### Working data:
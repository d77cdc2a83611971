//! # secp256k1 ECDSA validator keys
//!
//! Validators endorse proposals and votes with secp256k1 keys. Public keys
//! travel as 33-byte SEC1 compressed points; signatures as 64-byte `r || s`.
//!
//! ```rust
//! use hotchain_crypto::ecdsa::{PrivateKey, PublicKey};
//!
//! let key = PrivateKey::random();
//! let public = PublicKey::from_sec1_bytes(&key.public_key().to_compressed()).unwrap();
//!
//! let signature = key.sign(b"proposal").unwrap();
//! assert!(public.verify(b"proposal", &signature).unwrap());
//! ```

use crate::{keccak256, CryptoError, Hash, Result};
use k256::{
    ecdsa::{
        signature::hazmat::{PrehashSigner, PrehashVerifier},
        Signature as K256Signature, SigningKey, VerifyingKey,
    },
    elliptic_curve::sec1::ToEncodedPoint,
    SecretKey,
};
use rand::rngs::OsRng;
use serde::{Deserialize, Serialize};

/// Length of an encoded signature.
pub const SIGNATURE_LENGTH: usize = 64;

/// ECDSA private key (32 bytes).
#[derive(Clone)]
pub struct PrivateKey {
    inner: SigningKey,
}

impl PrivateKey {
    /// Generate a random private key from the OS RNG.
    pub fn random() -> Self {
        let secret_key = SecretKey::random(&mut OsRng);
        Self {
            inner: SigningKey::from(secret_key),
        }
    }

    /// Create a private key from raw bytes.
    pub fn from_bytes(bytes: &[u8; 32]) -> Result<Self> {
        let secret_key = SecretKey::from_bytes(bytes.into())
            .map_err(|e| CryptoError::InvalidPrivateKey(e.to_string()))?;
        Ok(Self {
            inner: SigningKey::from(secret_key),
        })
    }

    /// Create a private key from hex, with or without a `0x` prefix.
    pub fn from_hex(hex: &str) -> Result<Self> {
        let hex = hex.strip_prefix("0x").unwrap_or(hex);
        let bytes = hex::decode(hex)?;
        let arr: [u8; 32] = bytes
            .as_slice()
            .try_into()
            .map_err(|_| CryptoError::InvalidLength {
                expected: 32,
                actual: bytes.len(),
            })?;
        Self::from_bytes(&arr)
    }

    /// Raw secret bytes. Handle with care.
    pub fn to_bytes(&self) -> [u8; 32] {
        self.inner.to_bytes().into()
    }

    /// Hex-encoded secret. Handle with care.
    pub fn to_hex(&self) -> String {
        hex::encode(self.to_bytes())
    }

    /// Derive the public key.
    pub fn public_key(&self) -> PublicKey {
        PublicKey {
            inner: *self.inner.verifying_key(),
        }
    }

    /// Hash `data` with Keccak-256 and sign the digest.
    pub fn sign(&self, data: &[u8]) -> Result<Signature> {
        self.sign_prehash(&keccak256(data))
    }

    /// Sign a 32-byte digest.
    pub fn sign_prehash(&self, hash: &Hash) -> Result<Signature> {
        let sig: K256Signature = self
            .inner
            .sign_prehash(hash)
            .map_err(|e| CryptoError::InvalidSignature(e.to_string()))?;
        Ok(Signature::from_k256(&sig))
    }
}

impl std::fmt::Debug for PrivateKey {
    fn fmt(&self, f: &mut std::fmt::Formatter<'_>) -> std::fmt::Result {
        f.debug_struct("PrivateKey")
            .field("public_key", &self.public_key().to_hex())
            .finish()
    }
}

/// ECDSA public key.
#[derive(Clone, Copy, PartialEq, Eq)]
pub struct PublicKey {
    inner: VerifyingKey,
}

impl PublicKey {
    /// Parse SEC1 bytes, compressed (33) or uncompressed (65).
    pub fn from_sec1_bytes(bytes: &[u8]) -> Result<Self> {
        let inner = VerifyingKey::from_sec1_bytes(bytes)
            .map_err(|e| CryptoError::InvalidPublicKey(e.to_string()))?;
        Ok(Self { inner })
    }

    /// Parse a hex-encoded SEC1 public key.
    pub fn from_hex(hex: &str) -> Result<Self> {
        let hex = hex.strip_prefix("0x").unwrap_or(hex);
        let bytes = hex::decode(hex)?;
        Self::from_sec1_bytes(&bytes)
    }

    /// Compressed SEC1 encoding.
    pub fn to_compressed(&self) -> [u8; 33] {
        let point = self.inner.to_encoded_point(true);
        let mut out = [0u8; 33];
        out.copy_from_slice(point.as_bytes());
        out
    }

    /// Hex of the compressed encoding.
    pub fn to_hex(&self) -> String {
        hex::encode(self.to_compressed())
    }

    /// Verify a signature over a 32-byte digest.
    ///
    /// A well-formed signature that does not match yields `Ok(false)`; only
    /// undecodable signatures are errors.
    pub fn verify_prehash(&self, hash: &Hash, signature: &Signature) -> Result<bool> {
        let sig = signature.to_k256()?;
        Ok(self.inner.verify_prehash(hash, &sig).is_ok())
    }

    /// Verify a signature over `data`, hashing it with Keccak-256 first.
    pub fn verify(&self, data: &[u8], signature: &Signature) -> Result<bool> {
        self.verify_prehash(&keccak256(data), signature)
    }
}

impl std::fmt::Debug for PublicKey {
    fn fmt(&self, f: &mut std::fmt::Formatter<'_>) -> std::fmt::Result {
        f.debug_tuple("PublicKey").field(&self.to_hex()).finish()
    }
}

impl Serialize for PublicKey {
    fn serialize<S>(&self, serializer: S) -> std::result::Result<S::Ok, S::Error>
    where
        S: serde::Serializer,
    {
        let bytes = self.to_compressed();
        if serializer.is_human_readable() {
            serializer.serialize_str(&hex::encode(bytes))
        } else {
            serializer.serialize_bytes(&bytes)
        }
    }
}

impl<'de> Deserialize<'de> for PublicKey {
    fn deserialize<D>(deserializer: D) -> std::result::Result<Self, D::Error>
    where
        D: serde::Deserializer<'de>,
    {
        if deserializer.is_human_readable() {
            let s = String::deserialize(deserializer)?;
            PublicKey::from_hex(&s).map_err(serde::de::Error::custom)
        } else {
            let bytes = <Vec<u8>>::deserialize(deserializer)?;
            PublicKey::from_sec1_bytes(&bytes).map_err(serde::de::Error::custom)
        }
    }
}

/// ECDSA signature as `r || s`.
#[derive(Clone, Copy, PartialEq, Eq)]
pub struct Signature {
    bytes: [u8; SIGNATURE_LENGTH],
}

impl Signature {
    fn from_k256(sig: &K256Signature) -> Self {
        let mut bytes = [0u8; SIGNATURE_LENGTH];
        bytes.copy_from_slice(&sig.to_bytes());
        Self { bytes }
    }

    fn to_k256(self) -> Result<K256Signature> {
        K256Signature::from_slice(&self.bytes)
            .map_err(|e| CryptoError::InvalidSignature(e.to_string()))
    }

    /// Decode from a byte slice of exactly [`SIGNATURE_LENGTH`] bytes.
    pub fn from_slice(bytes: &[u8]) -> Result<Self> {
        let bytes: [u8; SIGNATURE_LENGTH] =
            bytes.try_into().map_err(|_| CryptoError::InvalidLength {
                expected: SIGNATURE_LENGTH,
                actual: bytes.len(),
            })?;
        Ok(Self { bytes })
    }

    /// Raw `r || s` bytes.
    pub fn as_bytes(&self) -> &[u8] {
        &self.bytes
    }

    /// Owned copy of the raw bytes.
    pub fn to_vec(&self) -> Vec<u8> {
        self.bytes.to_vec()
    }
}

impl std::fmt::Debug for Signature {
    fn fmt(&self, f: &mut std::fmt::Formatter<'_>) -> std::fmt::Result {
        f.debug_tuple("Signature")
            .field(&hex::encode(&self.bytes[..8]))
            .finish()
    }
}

### Exercise prompt:
Without omitting anything, output the data verbatim.

### Response to this task:
repository d77cdc2a83611971
//! # secp256k1 ECDSA validator keys
//!
//! Validators endorse proposals and votes with secp256k1 keys. Public keys
//! travel as 33-byte SEC1 compressed points; signatures as 64-byte `r || s`.
//!
//! ```rust
//! use hotchain_crypto::ecdsa::{PrivateKey, PublicKey};
//!
//! let key = PrivateKey::random();
//! let public = PublicKey::from_sec1_bytes(&key.public_key().to_compressed()).unwrap();
//!
//! let signature = key.sign(b"proposal").unwrap();
//! assert!(public.verify(b"proposal", &signature).unwrap());
//! ```

use crate::{keccak256, CryptoError, Hash, Result};
use k256::{
    ecdsa::{
        signature::hazmat::{PrehashSigner, PrehashVerifier},
        Signature as K256Signature, SigningKey, VerifyingKey,
    },
    elliptic_curve::sec1::ToEncodedPoint,
    SecretKey,
};
use rand::rngs::OsRng;
use serde::{Deserialize, Serialize};

/// Length of an encoded signature.
pub const SIGNATURE_LENGTH: usize = 64;

/// ECDSA private key (32 bytes).
#[derive(Clone)]
pub struct PrivateKey {
    inner: SigningKey,
}

impl PrivateKey {
    /// Generate a random private key from the OS RNG.
    pub fn random() -> Self {
        let secret_key = SecretKey::random(&mut OsRng);
        Self {
            inner: SigningKey::from(secret_key),
        }
    }

    /// Create a private key from raw bytes.
    pub fn from_bytes(bytes: &[u8; 32]) -> Result<Self> {
        let secret_key = SecretKey::from_bytes(bytes.into())
            .map_err(|e| CryptoError::InvalidPrivateKey(e.to_string()))?;
        Ok(Self {
            inner: SigningKey::from(secret_key),
        })
    }

    /// Create a private key from hex, with or without a `0x` prefix.
    pub fn from_hex(hex: &str) -> Result<Self> {
        let hex = hex.strip_prefix("0x").unwrap_or(hex);
        let bytes = hex::decode(hex)?;
        let arr: [u8; 32] = bytes
            .as_slice()
            .try_into()
            .map_err(|_| CryptoError::InvalidLength {
                expected: 32,
                actual: bytes.len(),
            })?;
        Self::from_bytes(&arr)
    }

    /// Raw secret bytes. Handle with care.
    pub fn to_bytes(&self) -> [u8; 32] {
        self.inner.to_bytes().into()
    }

    /// Hex-encoded secret. Handle with care.
    pub fn to_hex(&self) -> String {
        hex::encode(self.to_bytes())
    }

    /// Derive the public key.
    pub fn public_key(&self) -> PublicKey {
        PublicKey {
            inner: *self.inner.verifying_key(),
        }
    }

    /// Hash `data` with Keccak-256 and sign the digest.
    pub fn sign(&self, data: &[u8]) -> Result<Signature> {
        self.sign_prehash(&keccak256(data))
    }

    /// Sign a 32-byte digest.
    pub fn sign_prehash(&self, hash: &Hash) -> Result<Signature> {
        let sig: K256Signature = self
            .inner
            .sign_prehash(hash)
            .map_err(|e| CryptoError::InvalidSignature(e.to_string()))?;
        Ok(Signature::from_k256(&sig))
    }
}

impl std::fmt::Debug for PrivateKey {
    fn fmt(&self, f: &mut std::fmt::Formatter<'_>) -> std::fmt::Result {
        f.debug_struct("PrivateKey")
            .field("public_key", &self.public_key().to_hex())
            .finish()
    }
}

/// ECDSA public key.
#[derive(Clone, Copy, PartialEq, Eq)]
pub struct PublicKey {
    inner: VerifyingKey,
}

impl PublicKey {
    /// Parse SEC1 bytes, compressed (33) or uncompressed (65).
    pub fn from_sec1_bytes(bytes: &[u8]) -> Result<Self> {
        let inner = VerifyingKey::from_sec1_bytes(bytes)
            .map_err(|e| CryptoError::InvalidPublicKey(e.to_string()))?;
        Ok(Self { inner })
    }

    /// Parse a hex-encoded SEC1 public key.
    pub fn from_hex(hex: &str) -> Result<Self> {
        let hex = hex.strip_prefix("0x").unwrap_or(hex);
        let bytes = hex::decode(hex)?;
        Self::from_sec1_bytes(&bytes)
    }

    /// Compressed SEC1 encoding.
    pub fn to_compressed(&self) -> [u8; 33] {
        let point = self.inner.to_encoded_point(true);
        let mut out = [0u8; 33];
        out.copy_from_slice(point.as_bytes());
        out
    }

    /// Hex of the compressed encoding.
    pub fn to_hex(&self) -> String {
        hex::encode(self.to_compressed())
    }

    /// Verify a signature over a 32-byte digest.
    ///
    /// A well-formed signature that does not match yields `Ok(false)`; only
    /// undecodable signatures are errors.
    pub fn verify_prehash(&self, hash: &Hash, signature: &Signature) -> Result<bool> {
        let sig = signature.to_k256()?;
        Ok(self.inner.verify_prehash(hash, &sig).is_ok())
    }

    /// Verify a signature over `data`, hashing it with Keccak-256 first.
    pub fn verify(&self, data: &[u8], signature: &Signature) -> Result<bool> {
        self.verify_prehash(&keccak256(data), signature)
    }
}

impl std::fmt::Debug for PublicKey {
    fn fmt(&self, f: &mut std::fmt::Formatter<'_>) -> std::fmt::Result {
        f.debug_tuple("PublicKey").field(&self.to_hex()).finish()
    }
}

impl Serialize for PublicKey {
    fn serialize<S>(&self, serializer: S) -> std::result::Result<S::Ok, S::Error>
    where
        S: serde::Serializer,
    {
        let bytes = self.to_compressed();
        if serializer.is_human_readable() {
            serializer.serialize_str(&hex::encode(bytes))
        } else {
            serializer.serialize_bytes(&bytes)
        }
    }
}

impl<'de> Deserialize<'de> for PublicKey {
    fn deserialize<D>(deserializer: D) -> std::result::Result<Self, D::Error>
    where
        D: serde::Deserializer<'de>,
    {
        if deserializer.is_human_readable() {
            let s = String::deserialize(deserializer)?;
            PublicKey::from_hex(&s).map_err(serde::de::Error::custom)
        } else {
            let bytes = <Vec<u8>>::deserialize(deserializer)?;
            PublicKey::from_sec1_bytes(&bytes).map_err(serde::de::Error::custom)
        }
    }
}

/// ECDSA signature as `r || s`.
#[derive(Clone, Copy, PartialEq, Eq)]
pub struct Signature {
    bytes: [u8; SIGNATURE_LENGTH],
}

impl Signature {
    fn from_k256(sig: &K256Signature) -> Self {
        let mut bytes = [0u8; SIGNATURE_LENGTH];
        bytes.copy_from_slice(&sig.to_bytes());
        Self { bytes }
    }

    fn to_k256(self) -> Result<K256Signature> {
        K256Signature::from_slice(&self.bytes)
            .map_err(|e| CryptoError::InvalidSignature(e.to_string()))
    }

    /// Decode from a byte slice of exactly [`SIGNATURE_LENGTH`] bytes.
    pub fn from_slice(bytes: &[u8]) -> Result<Self> {
        let bytes: [u8; SIGNATURE_LENGTH] =
            bytes.try_into().map_err(|_| CryptoError::InvalidLength {
                expected: SIGNATURE_LENGTH,
                actual: bytes.len(),
            })?;
        Ok(Self { bytes })
    }

    /// Raw `r || s` bytes.
    pub fn as_bytes(&self) -> &[u8] {
        &self.bytes
    }

    /// Owned copy of the raw bytes.
    pub fn to_vec(&self) -> Vec<u8> {
        self.bytes.to_vec()
    }
}

impl std::fmt::Debug for Signature {
    fn fmt(&self, f: &mut std::fmt::Formatter<'_>) -> std::fmt::Result {
        f.debug_tuple("Signature")
            .field(&hex::encode(&self.bytes[..8]))
            .finish()
    }
}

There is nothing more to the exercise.